Cape Town – The graft-tainted former secretary-general of South Africa’s ruling African National Congress (ANC) launched a new leftwing party on Wednesday ahead of general elections next year.
Ace Magashule, 63, a close ally of ex-president Jacob Zuma, was kicked out of the ANC this year over corruption allegations but remains popular with parts of the left-leaning electorate.
“We are a new political party and we call ourselves the people’s party,” Magashule told a press briefing in Soweto, of the new grouping whose official name is African Congress for Transformation (ACT).

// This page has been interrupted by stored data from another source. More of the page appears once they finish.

//! Validation boundary for raw coordinate input.
//!
//! Text typed by a user is parsed here before anything reaches the core.
//! Checks use Stillwater's `Validation` so that every problem is reported
//! at once: a blank latitude and an out-of-range longitude come back
//! together instead of one per attempt.
//!
//! # Example
//!
//! ```rust
//! use geofence::input::{validate_coordinate, InputError};
//!
//! let center = validate_coordinate("6.438912", " 3.5618816 ").unwrap();
//! assert_eq!(center.latitude, 6.438912);
//!
//! let rejected = validate_coordinate("north", "200").unwrap_err();
//! assert_eq!(rejected.errors.len(), 2);
//! assert!(rejected
//!     .errors
//!     .iter()
//!     .any(|e| matches!(e, InputError::OutOfRange { .. })));
//! ```

mod error;

pub use error::{Field, InputError, InputRejected, MISSING_INPUT_MESSAGE};

use crate::core::{Coordinate, MAX_LAT, MAX_LON, MIN_LAT, MIN_LON};
use stillwater::validation::Validation;
use stillwater::NonEmptyVec;

/// Parse one numeric field and check it against `[min, max]`.
pub fn parse_field(
    field: Field,
    text: &str,
    min: f64,
    max: f64,
) -> Validation<f64, NonEmptyVec<InputError>> {
    let trimmed = text.trim();
    if trimmed.is_empty() {
        return Validation::fail(InputError::Empty { field });
    }

    let value = match trimmed.parse::<f64>() {
        Ok(value) if value.is_finite() => value,
        _ => {
            return Validation::fail(InputError::NotANumber {
                field,
                value: trimmed.to_string(),
            })
        }
    };

    if !(min..=max).contains(&value) {
        return Validation::fail(InputError::OutOfRange {
            field,
            value,
            min,
            max,
        });
    }

    Validation::success(value)
}

/// Parse a latitude/longitude pair, accumulating ALL problems.
pub fn parse_coordinate(
    latitude: &str,
    longitude: &str,
) -> Validation<Coordinate, NonEmptyVec<InputError>> {
    let checks = vec![
        parse_field(Field::Latitude, latitude, MIN_LAT, MAX_LAT),
        parse_field(Field::Longitude, longitude, MIN_LON, MAX_LON),
    ];

    Validation::all_vec(checks).map(|values| Coordinate {
        latitude: values[0],
        longitude: values[1],
    })
}

/// Parse a latitude/longitude pair into a `Result` for callers that only
/// need a yes/no answer and a message to show.
pub fn validate_coordinate(latitude: &str, longitude: &str) -> Result<Coordinate, InputRejected> {
    match parse_coordinate(latitude, longitude) {
        Validation::Success(coordinate) => Ok(coordinate),
        Validation::Failure(errors) => Err(InputRejected::new(errors.iter().cloned().collect())),
    }
}
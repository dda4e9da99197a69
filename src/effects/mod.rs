//! The imperative shell around the pure monitor.
//!
//! Everything that touches the outside world lives here: reading samples
//! from a location provider, turning transitions into notifications, and
//! handing those to a dispatcher.
//!
//! # Key Concepts
//!
//! - **Provider**: any iterator of `Result<PositionSample, ProviderError>`
//! - **Dispatcher**: the environment the delivery effect runs against
//! - **Session**: validates readings, runs the monitor, delivers alerts
//!
//! Delivery is a Stillwater effect (`deliver`) run against the dispatcher,
//! so tests swap in a recording dispatcher without touching the session.

mod notification;
mod provider;
mod session;

pub use notification::{deliver, DispatchError, Notification, NotificationDispatcher};
pub use provider::{LocationProvider, ProviderError};
pub use session::{GeofenceSession, SessionReport};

The move could further dilute support for the ANC, analysts say.
The party has been in power since the advent of democracy in 1994 but its once-stellar standing has been mauled by allegations of corruption and mismanagement.
Polls suggest it could see its vote drop below 50 percent in the 2024 elections.
[WATCH] Former Hawks head Berning Mthandazo Ntlemeza is back in the spotlight as Eastern Cape leader of former ANC secretary general Ace Magashule’s new political party.#Newzroom405 pic.twitter.com/zWdZsw7zYK
— Newzroom Afrika (@Newzroom405) August 30, 2023
Magashule said his new formation aimed at championing the plight of “all South Africans”, calling it a new home for “the homeless, the betrayed and the fatigued.”
The ANC is “moving fast towards the right and abandoning its centre-left position,” he said, defending his former boss, Zuma — who is also facing graft accusations — as the victim of a witch hunt.
“Zuma was hunted down like a dog for fighting white monopoly capital,” he said.
Magashule was suspended from his role as ANC secretary general in 2021 under a new policy aimed at cleaning up the party image after a litany of scandals — and was eventually expelled from the party earlier this year.
He is facing charges of corruption, fraud and money laundering, related to the alleged embezzling public funds earmarked for the removal of asbestos from government-built homes.
The clean-up was never completed and investigators believe that the equivalent of over $12 million was pocketed.